### What you will do
Please give the listing underneath again, exactly as shown.
____
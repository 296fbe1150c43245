//! Pure codec functions shared by the frame assembler and parser.
//!
//! Everything in this module is side-effect free: addresses and values go in,
//! wire bytes or ASCII text come out. The binary form is little-endian packed
//! bytes; the ASCII form is uppercase hexadecimal text with the protocol's
//! word/dword byte-swap conventions applied.
//!
//! # ASCII byte order
//!
//! The ASCII wire form represents a little-endian byte buffer word by word:
//! each two-byte word is emitted high byte first, and each four-byte dword is
//! emitted fully reversed. The response parser undoes the word swap after hex
//! decoding. The two swap patterns are intentionally distinct; do not merge
//! them.

use crate::device::DeviceCode;
use crate::error::{McError, Result};
use crate::value::{Scalar, Value};

use std::fmt::Write as _;

/// Encodes a device address into the four-byte binary form: the three low
/// bytes of the little-endian offset followed by the device tag.
pub(crate) fn encode_address_binary(device: DeviceCode, address: u32) -> [u8; 4] {
    let le = address.to_le_bytes();
    [le[0], le[1], le[2], device.code()]
}

/// Encodes a device address into the eight-character ASCII form: the
/// mnemonic padded with `*` to two columns, then six digits.
///
/// Hex-addressed devices render hexadecimal digits, all others decimal. If
/// the rendered offset exceeds six digits only the last six are kept.
pub(crate) fn encode_address_ascii(device: DeviceCode, address: u32) -> String {
    let mut out = String::with_capacity(8);
    out.push_str(device.mnemonic());
    if device.mnemonic().len() == 1 {
        out.push('*');
    }
    let digits = if device.is_hex_addressed() {
        format!("{:06X}", address)
    } else {
        format!("{:06}", address)
    };
    out.push_str(&digits[digits.len() - 6..]);
    out
}

/// Encodes a scalar into its word-granular little-endian byte form.
///
/// Single-byte values pad to a full word; `char` must be ASCII.
pub(crate) fn encode_scalar(scalar: &Scalar) -> Result<Vec<u8>> {
    match scalar {
        Scalar::U8(v) => Ok(vec![*v, 0x00]),
        Scalar::Char(c) => {
            if c.is_ascii() {
                Ok(vec![*c as u8, 0x00])
            } else {
                Err(McError::invalid_data_format(format!(
                    "char {:?} is not ASCII",
                    c
                )))
            }
        }
        Scalar::I16(v) => Ok(v.to_le_bytes().to_vec()),
        Scalar::U16(v) => Ok(v.to_le_bytes().to_vec()),
        Scalar::I32(v) => Ok(v.to_le_bytes().to_vec()),
        Scalar::U32(v) => Ok(v.to_le_bytes().to_vec()),
        Scalar::I64(v) => Ok(v.to_le_bytes().to_vec()),
        Scalar::U64(v) => Ok(v.to_le_bytes().to_vec()),
        Scalar::F32(v) => Ok(v.to_le_bytes().to_vec()),
        Scalar::F64(v) => Ok(v.to_le_bytes().to_vec()),
    }
}

/// Converts string-like payloads to bytes, zero-padding to an even length.
pub(crate) fn encode_text_bytes(bytes: &[u8]) -> Vec<u8> {
    let mut out = bytes.to_vec();
    if out.len() % 2 == 1 {
        out.push(0x00);
    }
    out
}

/// Encodes a non-bit value into the contiguous word-granular byte sequence
/// used by the batch write command.
pub(crate) fn encode_value_words(value: &Value) -> Result<Vec<u8>> {
    match value {
        Value::Scalar(scalar) => encode_scalar(scalar),
        Value::Seq(scalars) => {
            let mut out = Vec::new();
            for scalar in scalars {
                out.extend_from_slice(&encode_scalar(scalar)?);
            }
            Ok(out)
        }
        Value::Text(text) => {
            if !text.is_ascii() {
                return Err(McError::invalid_data_format("string is not ASCII"));
            }
            Ok(encode_text_bytes(text.as_bytes()))
        }
        Value::Chars(chars) => {
            let mut bytes = Vec::with_capacity(chars.len());
            for c in chars {
                if !c.is_ascii() {
                    return Err(McError::invalid_data_format(format!(
                        "char {:?} is not ASCII",
                        c
                    )));
                }
                bytes.push(*c as u8);
            }
            Ok(encode_text_bytes(&bytes))
        }
        Value::Bytes(bytes) => Ok(encode_text_bytes(bytes)),
        Value::Bit(_) | Value::Bits(_) => Err(McError::invalid_data_format(
            "bit values use the bit command family",
        )),
    }
}

/// Renders an even-length little-endian byte buffer as ASCII text, one word
/// at a time, high byte first.
pub(crate) fn ascii_words(bytes: &[u8]) -> String {
    debug_assert!(bytes.len() % 2 == 0);
    let mut out = String::with_capacity(bytes.len() * 2);
    for pair in bytes.chunks_exact(2) {
        let _ = write!(out, "{:02X}{:02X}", pair[1], pair[0]);
    }
    out
}

/// Renders a little-endian dword as ASCII text, fully byte-reversed.
pub(crate) fn ascii_dword(bytes: [u8; 4]) -> String {
    format!(
        "{:02X}{:02X}{:02X}{:02X}",
        bytes[3], bytes[2], bytes[1], bytes[0]
    )
}

/// Swaps each adjacent byte pair; the inverse of the ASCII word rendering
/// once the text has been hex-decoded. An odd trailing byte passes through.
pub(crate) fn swap_word_bytes(bytes: &[u8]) -> Vec<u8> {
    let mut out = Vec::with_capacity(bytes.len());
    let mut iter = bytes.chunks_exact(2);
    for pair in &mut iter {
        out.push(pair[1]);
        out.push(pair[0]);
    }
    out.extend_from_slice(iter.remainder());
    out
}

/// Decodes ASCII hex text into bytes.
pub(crate) fn hex_to_bytes(text: &str) -> Result<Vec<u8>> {
    hex::decode(text)
        .map_err(|_| McError::protocol_mismatch("payload is not valid hexadecimal text"))
}

/// Packs bits two per byte: bit `2i` in the high nibble (`0x10`), bit `2i+1`
/// in the low nibble (`0x01`). An odd tail occupies the high nibble of a
/// final byte, so `count` bits pack into `count/2 + count%2` bytes.
pub(crate) fn pack_bits(bits: &[bool]) -> Vec<u8> {
    let mut out = vec![0u8; bits.len() / 2 + bits.len() % 2];
    for (i, bit) in bits.iter().enumerate() {
        if *bit {
            out[i / 2] |= if i % 2 == 0 { 0x10 } else { 0x01 };
        }
    }
    out
}

/// Renders bits as ASCII, one `'1'`/`'0'` character per bit.
pub(crate) fn ascii_bits(bits: &[bool]) -> String {
    bits.iter().map(|b| if *b { '1' } else { '0' }).collect()
}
____
### Result below
repository 296fbe1150c43245
//! Pure codec functions shared by the frame assembler and parser.
//!
//! Everything in this module is side-effect free: addresses and values go in,
//! wire bytes or ASCII text come out. The binary form is little-endian packed
//! bytes; the ASCII form is uppercase hexadecimal text with the protocol's
//! word/dword byte-swap conventions applied.
//!
//! # ASCII byte order
//!
//! The ASCII wire form represents a little-endian byte buffer word by word:
//! each two-byte word is emitted high byte first, and each four-byte dword is
//! emitted fully reversed. The response parser undoes the word swap after hex
//! decoding. The two swap patterns are intentionally distinct; do not merge
//! them.

use crate::device::DeviceCode;
use crate::error::{McError, Result};
use crate::value::{Scalar, Value};

use std::fmt::Write as _;

/// Encodes a device address into the four-byte binary form: the three low
/// bytes of the little-endian offset followed by the device tag.
pub(crate) fn encode_address_binary(device: DeviceCode, address: u32) -> [u8; 4] {
    let le = address.to_le_bytes();
    [le[0], le[1], le[2], device.code()]
}

/// Encodes a device address into the eight-character ASCII form: the
/// mnemonic padded with `*` to two columns, then six digits.
///
/// Hex-addressed devices render hexadecimal digits, all others decimal. If
/// the rendered offset exceeds six digits only the last six are kept.
pub(crate) fn encode_address_ascii(device: DeviceCode, address: u32) -> String {
    let mut out = String::with_capacity(8);
    out.push_str(device.mnemonic());
    if device.mnemonic().len() == 1 {
        out.push('*');
    }
    let digits = if device.is_hex_addressed() {
        format!("{:06X}", address)
    } else {
        format!("{:06}", address)
    };
    out.push_str(&digits[digits.len() - 6..]);
    out
}

/// Encodes a scalar into its word-granular little-endian byte form.
///
/// Single-byte values pad to a full word; `char` must be ASCII.
pub(crate) fn encode_scalar(scalar: &Scalar) -> Result<Vec<u8>> {
    match scalar {
        Scalar::U8(v) => Ok(vec![*v, 0x00]),
        Scalar::Char(c) => {
            if c.is_ascii() {
                Ok(vec![*c as u8, 0x00])
            } else {
                Err(McError::invalid_data_format(format!(
                    "char {:?} is not ASCII",
                    c
                )))
            }
        }
        Scalar::I16(v) => Ok(v.to_le_bytes().to_vec()),
        Scalar::U16(v) => Ok(v.to_le_bytes().to_vec()),
        Scalar::I32(v) => Ok(v.to_le_bytes().to_vec()),
        Scalar::U32(v) => Ok(v.to_le_bytes().to_vec()),
        Scalar::I64(v) => Ok(v.to_le_bytes().to_vec()),
        Scalar::U64(v) => Ok(v.to_le_bytes().to_vec()),
        Scalar::F32(v) => Ok(v.to_le_bytes().to_vec()),
        Scalar::F64(v) => Ok(v.to_le_bytes().to_vec()),
    }
}

/// Converts string-like payloads to bytes, zero-padding to an even length.
pub(crate) fn encode_text_bytes(bytes: &[u8]) -> Vec<u8> {
    let mut out = bytes.to_vec();
    if out.len() % 2 == 1 {
        out.push(0x00);
    }
    out
}

/// Encodes a non-bit value into the contiguous word-granular byte sequence
/// used by the batch write command.
pub(crate) fn encode_value_words(value: &Value) -> Result<Vec<u8>> {
    match value {
        Value::Scalar(scalar) => encode_scalar(scalar),
        Value::Seq(scalars) => {
            let mut out = Vec::new();
            for scalar in scalars {
                out.extend_from_slice(&encode_scalar(scalar)?);
            }
            Ok(out)
        }
        Value::Text(text) => {
            if !text.is_ascii() {
                return Err(McError::invalid_data_format("string is not ASCII"));
            }
            Ok(encode_text_bytes(text.as_bytes()))
        }
        Value::Chars(chars) => {
            let mut bytes = Vec::with_capacity(chars.len());
            for c in chars {
                if !c.is_ascii() {
                    return Err(McError::invalid_data_format(format!(
                        "char {:?} is not ASCII",
                        c
                    )));
                }
                bytes.push(*c as u8);
            }
            Ok(encode_text_bytes(&bytes))
        }
        Value::Bytes(bytes) => Ok(encode_text_bytes(bytes)),
        Value::Bit(_) | Value::Bits(_) => Err(McError::invalid_data_format(
            "bit values use the bit command family",
        )),
    }
}

/// Renders an even-length little-endian byte buffer as ASCII text, one word
/// at a time, high byte first.
pub(crate) fn ascii_words(bytes: &[u8]) -> String {
    debug_assert!(bytes.len() % 2 == 0);
    let mut out = String::with_capacity(bytes.len() * 2);
    for pair in bytes.chunks_exact(2) {
        let _ = write!(out, "{:02X}{:02X}", pair[1], pair[0]);
    }
    out
}

/// Renders a little-endian dword as ASCII text, fully byte-reversed.
pub(crate) fn ascii_dword(bytes: [u8; 4]) -> String {
    format!(
        "{:02X}{:02X}{:02X}{:02X}",
        bytes[3], bytes[2], bytes[1], bytes[0]
    )
}

/// Swaps each adjacent byte pair; the inverse of the ASCII word rendering
/// once the text has been hex-decoded. An odd trailing byte passes through.
pub(crate) fn swap_word_bytes(bytes: &[u8]) -> Vec<u8> {
    let mut out = Vec::with_capacity(bytes.len());
    let mut iter = bytes.chunks_exact(2);
    for pair in &mut iter {
        out.push(pair[1]);
        out.push(pair[0]);
    }
    out.extend_from_slice(iter.remainder());
    out
}

/// Decodes ASCII hex text into bytes.
pub(crate) fn hex_to_bytes(text: &str) -> Result<Vec<u8>> {
    hex::decode(text)
        .map_err(|_| McError::protocol_mismatch("payload is not valid hexadecimal text"))
}

/// Packs bits two per byte: bit `2i` in the high nibble (`0x10`), bit `2i+1`
/// in the low nibble (`0x01`). An odd tail occupies the high nibble of a
/// final byte, so `count` bits pack into `count/2 + count%2` bytes.
pub(crate) fn pack_bits(bits: &[bool]) -> Vec<u8> {
    let mut out = vec![0u8; bits.len() / 2 + bits.len() % 2];
    for (i, bit) in bits.iter().enumerate() {
        if *bit {
            out[i / 2] |= if i % 2 == 0 { 0x10 } else { 0x01 };
        }
    }
    out
}

/// Renders bits as ASCII, one `'1'`/`'0'` character per bit.
pub(crate) fn ascii_bits(bits: &[bool]) -> String {
    bits.iter().map(|b| if *b { '1' } else { '0' }).collect()
}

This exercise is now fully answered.